The most-traded 10-year bond yield closed at 8.83 percent, 2 basis points above its close on Thursday after moving in a 8.78 to 8.85 percent band during the day. The yield had dropped 7 basis points at close on Thursday and had fallen as much as 11 bps intra-day. Total volume on the central bank's electronic trading platform was nearly half the average at 49.75 billion rupees ($970 million).
"The devolvement at today's auction was quite unexpected and shows that the underlying real buying interest for bonds is very low," said Bekxy Kuriakose, head of fixed income at L&T Investment Management. "There is a government bond redemption due soon as also the open market operation next week, so hopefully things should get better," she added.
On November 24, 116.33 billion rupees will be entering the banking system due to the redemption of the 11.50 percent 2011 bon d. Traders had expected the bond sale to be fully subscribed and predicted good demand at the sale due to comfort from the central bank's move to buy back bonds and the raising of foreign investor limit in government debt.
India on Friday sold 130 billion rupees of bonds but primary dealers had to buy a part of it, the Reserve Bank of India said in a statement. "The devolvement is quite unbelievable, had not expected this. This clearly seems like a yield signal from the central bank. RBI has to keep buying back bonds to keep the market comfortable," a senior dealer with a primary dealership said.
The cut-off yield on the 10-year paper, which was part of the sale, was set at 8.83 percent, above market expectations of 8.82 percent. "Further direction for bonds depends on whether the government announces more cash management bills and state loans and if the central bank decides to conduct more OMOs," said Debendra Dash, a fixed income dealer with Development Credit Bank.

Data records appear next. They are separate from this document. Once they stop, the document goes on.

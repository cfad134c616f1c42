//! Tool group registry - which tool schemas the model currently sees.
//!
//! Tools are bundled into groups. Only loaded groups contribute schemas to a
//! request, which keeps the prompt small for local models. Groups come in:
//!
//! - explicitly, through [`ToolGroupRegistry::load`]
//! - by intent, when an observed message mentions one of the group keywords
//! - at startup, from the enabled-groups setting
//!
//! and go out explicitly or when they sit unused for too many tool calls.
//! Every change is broadcast as a [`ToolListChanged`] event.
//!
//! # Example
//!
//! ```rust
//! use mirrorclaw::config::ToolsConfig;
//! use mirrorclaw::tools::ToolGroupRegistry;
//!
//! # tokio_test::block_on(async {
//! let registry = ToolGroupRegistry::from_config(&ToolsConfig::default());
//! let report = registry.load("browser").await;
//! tokio_test::assert_ok!(&report);
//! assert!(registry.is_loaded("screen").await);
//! # });
//! ```

use serde::Serialize;
use std::collections::{HashMap, HashSet};
use std::fmt;
use tokio::sync::{broadcast, RwLock};
use tracing::{debug, info};

use super::catalog;
use super::ToolDescriptor;
use crate::config::ToolsConfig;
use crate::error::{MirrorError, Result};

/// A named bundle of tools.
#[derive(Debug, Clone)]
pub struct ToolGroup {
    pub name: String,
    pub description: String,
    pub tools: Vec<ToolDescriptor>,
    /// Always-loaded groups cannot be unloaded.
    pub always_loaded: bool,
    /// Lowercase substrings that pull the group in when seen in a message.
    pub keywords: Vec<String>,
    /// Groups that are loaded along with this one.
    pub dependencies: Vec<String>,
}

impl ToolGroup {
    pub fn new(name: &str, description: &str) -> Self {
        Self {
            name: name.to_string(),
            description: description.to_string(),
            tools: Vec::new(),
            always_loaded: false,
            keywords: Vec::new(),
            dependencies: Vec::new(),
        }
    }

    pub fn always_loaded(mut self) -> Self {
        self.always_loaded = true;
        self
    }

    pub fn with_tools(mut self, tools: Vec<ToolDescriptor>) -> Self {
        self.tools = tools;
        self
    }

    pub fn with_keywords(mut self, keywords: &[&str]) -> Self {
        self.keywords = keywords.iter().map(|k| k.to_lowercase()).collect();
        self
    }

    pub fn depends_on(mut self, groups: &[&str]) -> Self {
        self.dependencies = groups.iter().map(|g| g.to_string()).collect();
        self
    }

    pub fn tool_names(&self) -> Vec<String> {
        self.tools.iter().map(|t| t.name.clone()).collect()
    }

    fn matches_intent(&self, lowered: &str) -> bool {
        self.keywords.iter().any(|k| lowered.contains(k.as_str()))
    }
}

/// Why the active tool list changed.
#[derive(Debug, Clone, Copy, PartialEq, Eq, Serialize)]
#[serde(rename_all = "snake_case")]
pub enum ChangeReason {
    Load,
    Unload,
    Intent,
    Idle,
    Startup,
}

/// Broadcast whenever the set of loaded groups changes.
#[derive(Debug, Clone, PartialEq, Eq, Serialize)]
pub struct ToolListChanged {
    pub loaded: Vec<String>,
    pub unloaded: Vec<String>,
    pub reason: ChangeReason,
}

/// One line of `list_tool_groups` output.
#[derive(Debug, Clone, PartialEq, Eq, Serialize)]
pub struct GroupSummary {
    pub name: String,
    pub loaded: bool,
    pub always_loaded: bool,
    pub tool_count: usize,
    pub tool_names: Vec<String>,
    pub description: String,
}

impl fmt::Display for GroupSummary {
    fn fmt(&self, f: &mut fmt::Formatter<'_>) -> fmt::Result {
        let status = match (self.loaded, self.always_loaded) {
            (_, true) => "always",
            (true, false) => "loaded",
            (false, false) => "unloaded",
        };
        write!(
            f,
            "[{}] {} ({} tools) -- {}",
            status, self.name, self.tool_count, self.description
        )
    }
}

/// Result of a [`ToolGroupRegistry::load`] call.
#[derive(Debug, Clone, PartialEq, Eq)]
pub struct LoadReport {
    pub group: String,
    /// Groups activated by this call, dependencies included.
    pub activated: Vec<String>,
    pub tool_names: Vec<String>,
}

impl LoadReport {
    pub fn already_loaded(&self) -> bool {
        self.activated.is_empty()
    }
}

#[derive(Debug, Default)]
struct LoadState {
    loaded: HashSet<String>,
    /// Group name -> value of `call_count` when last used.
    last_used: HashMap<String, u64>,
    call_count: u64,
}

/// Registry of tool groups and their load state.
///
/// Shared as `Arc<ToolGroupRegistry>` between the mailbox handlers and the
/// provider session. All mutation goes through an internal `RwLock`.
pub struct ToolGroupRegistry {
    groups: Vec<ToolGroup>,
    by_name: HashMap<String, usize>,
    /// Tool name -> owning group index, built once.
    tool_index: HashMap<String, usize>,
    idle_limit: u64,
    state: RwLock<LoadState>,
    changes: broadcast::Sender<ToolListChanged>,
}

impl ToolGroupRegistry {
    /// Build a registry over `groups`, with always-loaded groups active.
    ///
    /// # Arguments
    /// * `groups` - Catalog, in listing order
    /// * `idle_limit` - Tool calls a dynamic group may go unused before eviction
    pub fn new(groups: Vec<ToolGroup>, idle_limit: u64) -> Self {
        let mut by_name = HashMap::new();
        let mut tool_index = HashMap::new();
        let mut state = LoadState::default();

        for (idx, group) in groups.iter().enumerate() {
            by_name.insert(group.name.clone(), idx);
            for tool in &group.tools {
                tool_index.insert(tool.name.clone(), idx);
            }
            if group.always_loaded {
                state.loaded.insert(group.name.clone());
            }
        }

        let (changes, _) = broadcast::channel(32);
        Self {
            groups,
            by_name,
            tool_index,
            idle_limit,
            state: RwLock::new(state),
            changes,
        }
    }

    /// The built-in catalog, with the configured groups pre-loaded.
    ///
    /// Unknown names in `enabled_groups` are logged and skipped.
    pub fn from_config(config: &ToolsConfig) -> Self {
        let registry = Self::new(catalog::default_groups(), config.idle_unload_after_calls);
        if let Ok(mut state) = registry.state.try_write() {
            for name in &config.enabled_groups {
                let name = name.trim();
                if name.is_empty() {
                    continue;
                }
                match registry.by_name.get(name) {
                    Some(&idx) => {
                        let mut activated = Vec::new();
                        registry.activate(&mut state, idx, &mut activated);
                    }
                    None => debug!(group = name, "Ignoring unknown enabled group"),
                }
            }
        }
        registry
    }

    /// Pre-load a comma-separated list of groups.
    ///
    /// Returns the groups that were activated. Unknown names are skipped.
    pub async fn apply_enabled_groups(&self, list: &str) -> Vec<String> {
        let mut activated = Vec::new();
        {
            let mut state = self.state.write().await;
            for name in list.split(',').map(str::trim).filter(|n| !n.is_empty()) {
                match self.by_name.get(name) {
                    Some(&idx) => self.activate(&mut state, idx, &mut activated),
                    None => debug!(group = name, "Ignoring unknown enabled group"),
                }
            }
        }
        if !activated.is_empty() {
            info!(groups = ?activated, "Pre-loaded tool groups");
            self.notify(activated.clone(), Vec::new(), ChangeReason::Startup);
        }
        activated
    }

    /// Subscribe to tool list changes.
    pub fn subscribe(&self) -> broadcast::Receiver<ToolListChanged> {
        self.changes.subscribe()
    }

    pub fn groups(&self) -> &[ToolGroup] {
        &self.groups
    }

    pub fn group(&self, name: &str) -> Option<&ToolGroup> {
        self.by_name.get(name).map(|&idx| &self.groups[idx])
    }

    /// Name of the group that owns `tool`.
    pub fn group_of(&self, tool: &str) -> Option<&str> {
        self.tool_index
            .get(tool)
            .map(|&idx| self.groups[idx].name.as_str())
    }

    pub fn descriptor(&self, tool: &str) -> Option<&ToolDescriptor> {
        let idx = *self.tool_index.get(tool)?;
        self.groups[idx].tools.iter().find(|t| t.name == tool)
    }

    pub fn is_destructive(&self, tool: &str) -> bool {
        self.descriptor(tool).map(|t| t.destructive).unwrap_or(false)
    }

    pub async fn is_loaded(&self, group: &str) -> bool {
        self.state.read().await.loaded.contains(group)
    }

    /// Names of the loaded groups, in catalog order.
    pub async fn loaded_groups(&self) -> Vec<String> {
        let state = self.state.read().await;
        self.groups
            .iter()
            .filter(|g| state.loaded.contains(&g.name))
            .map(|g| g.name.clone())
            .collect()
    }

    /// Descriptors of every tool in a loaded group.
    pub async fn active_tools(&self) -> Vec<ToolDescriptor> {
        let state = self.state.read().await;
        self.groups
            .iter()
            .filter(|g| state.loaded.contains(&g.name))
            .flat_map(|g| g.tools.iter().cloned())
            .collect()
    }

    /// Load a group and its dependencies.
    ///
    /// Loading an already loaded group succeeds and changes nothing.
    ///
    /// # Errors
    ///
    /// Returns [`MirrorError::ToolGroup`] naming the available groups when
    /// `name` is not in the catalog.
    pub async fn load(&self, name: &str) -> Result<LoadReport> {
        let idx = self.index_of(name)?;
        let mut activated = Vec::new();
        {
            let mut state = self.state.write().await;
            self.activate(&mut state, idx, &mut activated);
            let now = state.call_count;
            state.last_used.insert(name.to_string(), now);
        }

        if !activated.is_empty() {
            info!(group = name, activated = ?activated, "Loaded tool group");
            self.notify(activated.clone(), Vec::new(), ChangeReason::Load);
        }

        Ok(LoadReport {
            group: name.to_string(),
            activated,
            tool_names: self.groups[idx].tool_names(),
        })
    }

    /// Unload a group. Returns the number of tools removed from context.
    ///
    /// Unloading a group that is not loaded succeeds and returns 0.
    ///
    /// # Errors
    ///
    /// Fails for unknown groups and for always-loaded groups.
    pub async fn unload(&self, name: &str) -> Result<usize> {
        let idx = self.index_of(name)?;
        let group = &self.groups[idx];
        if group.always_loaded {
            return Err(MirrorError::ToolGroup(format!(
                "Cannot unload \"{}\": it is always loaded",
                name
            )));
        }

        let removed = {
            let mut state = self.state.write().await;
            state.last_used.remove(name);
            state.loaded.remove(name)
        };
        if !removed {
            return Ok(0);
        }

        info!(group = name, "Unloaded tool group");
        self.notify(Vec::new(), vec![name.to_string()], ChangeReason::Unload);
        Ok(group.tools.len())
    }

    /// Every group with its status.
    pub async fn list(&self) -> Vec<GroupSummary> {
        let state = self.state.read().await;
        self.groups
            .iter()
            .map(|g| GroupSummary {
                name: g.name.clone(),
                loaded: state.loaded.contains(&g.name),
                always_loaded: g.always_loaded,
                tool_count: g.tools.len(),
                tool_names: g.tool_names(),
                description: g.description.clone(),
            })
            .collect()
    }

    /// Load every unloaded group whose keywords appear in `text`.
    ///
    /// Matching is a case-insensitive substring test. Returns the activated
    /// groups, dependencies included; one notification covers all of them.
    pub async fn auto_load_by_intent(&self, text: &str) -> Vec<String> {
        let lowered = text.to_lowercase();
        let mut activated = Vec::new();
        {
            let mut state = self.state.write().await;
            for (idx, group) in self.groups.iter().enumerate() {
                if group.always_loaded || state.loaded.contains(&group.name) {
                    continue;
                }
                if group.matches_intent(&lowered) {
                    self.activate(&mut state, idx, &mut activated);
                }
            }
        }

        if !activated.is_empty() {
            info!(groups = ?activated, "Auto-loaded tool groups by intent");
            self.notify(activated.clone(), Vec::new(), ChangeReason::Intent);
        }
        activated
    }

    /// Count a tool call and mark its group (and the group's dependencies) used.
    pub async fn record_tool_call(&self, tool: &str) {
        let mut state = self.state.write().await;
        state.call_count += 1;
        let now = state.call_count;

        if let Some(&idx) = self.tool_index.get(tool) {
            let group = &self.groups[idx];
            state.last_used.insert(group.name.clone(), now);
            for dep in &group.dependencies {
                state.last_used.insert(dep.clone(), now);
            }
        }
    }

    /// Unload dynamic groups unused for more than the idle limit.
    ///
    /// Returns the unloaded group names.
    pub async fn auto_unload_idle(&self) -> Vec<String> {
        let mut unloaded = Vec::new();
        {
            let mut state = self.state.write().await;
            let now = state.call_count;
            for group in self.groups.iter().filter(|g| !g.always_loaded) {
                if !state.loaded.contains(&group.name) {
                    continue;
                }
                let last = state.last_used.get(&group.name).copied().unwrap_or(0);
                if now.saturating_sub(last) > self.idle_limit {
                    state.loaded.remove(&group.name);
                    state.last_used.remove(&group.name);
                    unloaded.push(group.name.clone());
                }
            }
        }

        if !unloaded.is_empty() {
            info!(groups = ?unloaded, "Auto-unloaded idle tool groups");
            self.notify(Vec::new(), unloaded.clone(), ChangeReason::Idle);
        }
        unloaded
    }

    fn index_of(&self, name: &str) -> Result<usize> {
        self.by_name.get(name).copied().ok_or_else(|| {
            let available: Vec<&str> = self.groups.iter().map(|g| g.name.as_str()).collect();
            MirrorError::ToolGroup(format!(
                "Unknown tool group \"{}\". Available: {}",
                name,
                available.join(", ")
            ))
        })
    }

    /// Mark a group and, transitively, its dependencies loaded.
    fn activate(&self, state: &mut LoadState, idx: usize, activated: &mut Vec<String>) {
        let group = &self.groups[idx];
        if !state.loaded.insert(group.name.clone()) {
            return;
        }
        let now = state.call_count;
        state.last_used.insert(group.name.clone(), now);
        activated.push(group.name.clone());

        for dep in &group.dependencies {
            match self.by_name.get(dep) {
                Some(&dep_idx) => self.activate(state, dep_idx, activated),
                None => debug!(group = %group.name, dependency = %dep, "Unknown dependency"),
            }
        }
    }

    fn notify(&self, loaded: Vec<String>, unloaded: Vec<String>, reason: ChangeReason) {
        // No subscribers is fine
        let _ = self.changes.send(ToolListChanged {
            loaded,
            unloaded,
            reason,
        });
    }
}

"I broadly expect an 8.80 to 8.90 percent band on the 10-year paper," he added. After market closed, the central bank said 11 states would raise 58.60 billion rupees via sale of 10-year state development loans on November 222. The benchmark five-year swap closed up 2 bps at 7.27 percent, while the one-year rate ended 2 bps lower at 8.06 percent. The Reserve Bank of India had said late on Wednesday it would conduct open market operations (OMO) on November 24 for the buyback. Details of the papers are awaited. The government also raised the ceiling on foreign institutional investment in government and corporate bonds by $5 billion each to help boost foreign inflows after the existing limits were almost reached.
Traders said the news had been priced into market yields and the choice of papers at the buyback would now be key. They would continue to watch the euro and regional equity markets for gauging cues on the evolving macro-economic situation globally. The euro rose on Friday as pressure on Spanish and Italian bonds eased after the European Central Bank stepped in to stabilise the market, but fears both countries' borrowing costs are at unsustainable levels sent European stocks to new five-week lows.